Other important ways of boosting the potential of Aegis are to include them in the single sea and air defence NIFC-CA system and build a new version of Arleigh Burke-class destroyers fitted out with a new and far more powerful AMDR radar. While AMDR, for all its advantages, does not change the balance substantially, the same cannot be said of NIFC-CA, which involves integrating all the elements of the U.S. Navy’s air defence from aircraft carriers and destroyers to Conformal Airborne Early Warning Aircraft (CAEW) and electronic-warfare aircraft into a single network of information exchange and transmission. NIFC-CA, for example, would make it possible to use long-range SM-6 guided air defence missiles against sea and air targets beyond the effective area of the ship’s own warning assets by having planes distanced from the ship transmit target data. All these factors together will significantly enhance the capability of the U.S. Navy during the course of a strategic aerospace offensive operation.




Thus, at first glance, the current plans of the United States to deploy Aegis-based BMD in Europe do not pose a serious threat to Russia’s national security. But the situation somewhat changes if seen in the context of the global U.S. BMD system being aimed at defending U.S. territory against Russian and Chinese nuclear deterrents. The emergence of more sophisticated sea-based interceptor missiles makes the threat more than substantial. And we should not forget about the threat that American Aegis ships pose in the event of a hypothetical armed clash without the use of Strategic Nuclear Forces.


The Russian response measures can still balance the threat of the U.S. BMD, the fact that it exists has a negative impact on the military-political situation in Europe.


These challenges force Russia to take retaliatory measures to ensure its own security. That in turn has a negative impact on security in Europe, the world, and the existing arms control regimes. Strategic threats may to a large extent be neutralized. And while conventional threats can be brought down to an acceptable level through negotiations, cooperation and diplomacy, that calls for an established and equal dialogue between Washington and Moscow aimed at signing legally binding treaties. Until that happens, the idea of equal and indivisible security in Europe will be far removed from reality.


1. The SM-3 IB differs from the previous IA version, having more advanced transverse targeting engines, a self-targeting warhead and signal-processing devices.


2. The SM-3 IIA differs from the IA and IB versions in that the missile body has a larger diameter, allowing the size of the warhead and fuel stock to be increased. This, in turn, allows the speed at the end of the trajectory to be increased.


3. A total of 75 SM-2 IV interceptor missiles were built by modifying the existing surface-to-air SM-2 IV.


4. Of which 4 ships use version 5.0 CU; 10 ships use version 4.X; and 19 ships use version 3.6.


5. Of which 21 ships will use version 5.1; 2 ships will use version 5.0; 20 ships will use version 4.X; 6 ships will use version 3.6.

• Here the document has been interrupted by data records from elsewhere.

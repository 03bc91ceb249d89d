//! Session-scoped state shared by the curator.

use std::{collections::HashMap, sync::Arc};

use parking_lot::{Mutex, RwLock};
use tracing::debug;

use crate::{
    achievement::{JitterSource, SeededJitter, ThreadJitter},
    models::Achievement,
};

/// State for one player's browsing session.
///
/// Holds the per-game achievement cache and the jitter source used by the
/// heuristic scorer. Clones share the same state.
#[derive(Clone)]
pub struct PlayerSession {
    inner: Arc<RwLock<Inner>>,
    jitter: Arc<Mutex<Box<dyn JitterSource>>>,
}

struct Inner {
    steam_id: String,
    cache: HashMap<String, Vec<Achievement>>,
}

impl PlayerSession {
    /// Session for `steam_id` drawing jitter from `jitter`.
    pub fn new(steam_id: impl Into<String>, jitter: Box<dyn JitterSource>) -> Self {
        Self {
            inner: Arc::new(RwLock::new(Inner {
                steam_id: steam_id.into(),
                cache: HashMap::new(),
            })),
            jitter: Arc::new(Mutex::new(jitter)),
        }
    }

    /// Session with reproducible jitter.
    pub fn seeded(steam_id: impl Into<String>, seed: u64) -> Self {
        Self::new(steam_id, Box::new(SeededJitter::new(seed)))
    }

    /// Session using the thread RNG, or a seeded stream when `seed` is set.
    pub fn with_optional_seed(steam_id: impl Into<String>, seed: Option<u64>) -> Self {
        match seed {
            Some(seed) => Self::seeded(steam_id, seed),
            None => Self::new(steam_id, Box::new(ThreadJitter)),
        }
    }

    /// Steam id the session belongs to.
    pub fn steam_id(&self) -> String {
        self.inner.read().steam_id.clone()
    }

    /// Cached achievements for a game, if any.
    pub fn cached(&self, game_id: &str) -> Option<Vec<Achievement>> {
        self.inner.read().cache.get(game_id).cloned()
    }

    /// Store a computed list. An existing entry is replaced.
    pub fn store(&self, game_id: &str, achievements: Vec<Achievement>) {
        debug!(game_id, count = achievements.len(), "caching achievements");
        self.inner
            .write()
            .cache
            .insert(game_id.to_string(), achievements);
    }

    /// Number of games with cached achievements.
    pub fn cached_games(&self) -> usize {
        self.inner.read().cache.len()
    }

    /// All cached achievements across games, in no particular order.
    pub fn cached_pool(&self) -> Vec<Achievement> {
        self.inner
            .read()
            .cache
            .values()
            .flat_map(|list| list.iter().cloned())
            .collect()
    }

    /// Run `f` with exclusive access to the jitter source.
    pub fn with_jitter<T>(&self, f: impl FnOnce(&mut dyn JitterSource) -> T) -> T {
        let mut jitter = self.jitter.lock();
        f(jitter.as_mut())
    }
}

6. Of which there will be 14 IIA modification interceptors; 271 IB interceptors: and 35 IA interceptors.


7. Roughly equal numbers of IA and IB interceptors.


8. It has to be noted that the target used during FTM-11a tests on August 31, 2007 is secret. Data on all the other targets are in the public domain.


9. As pointed out above, the United States decided against building an even more advanced modification of the SM-3 IIB.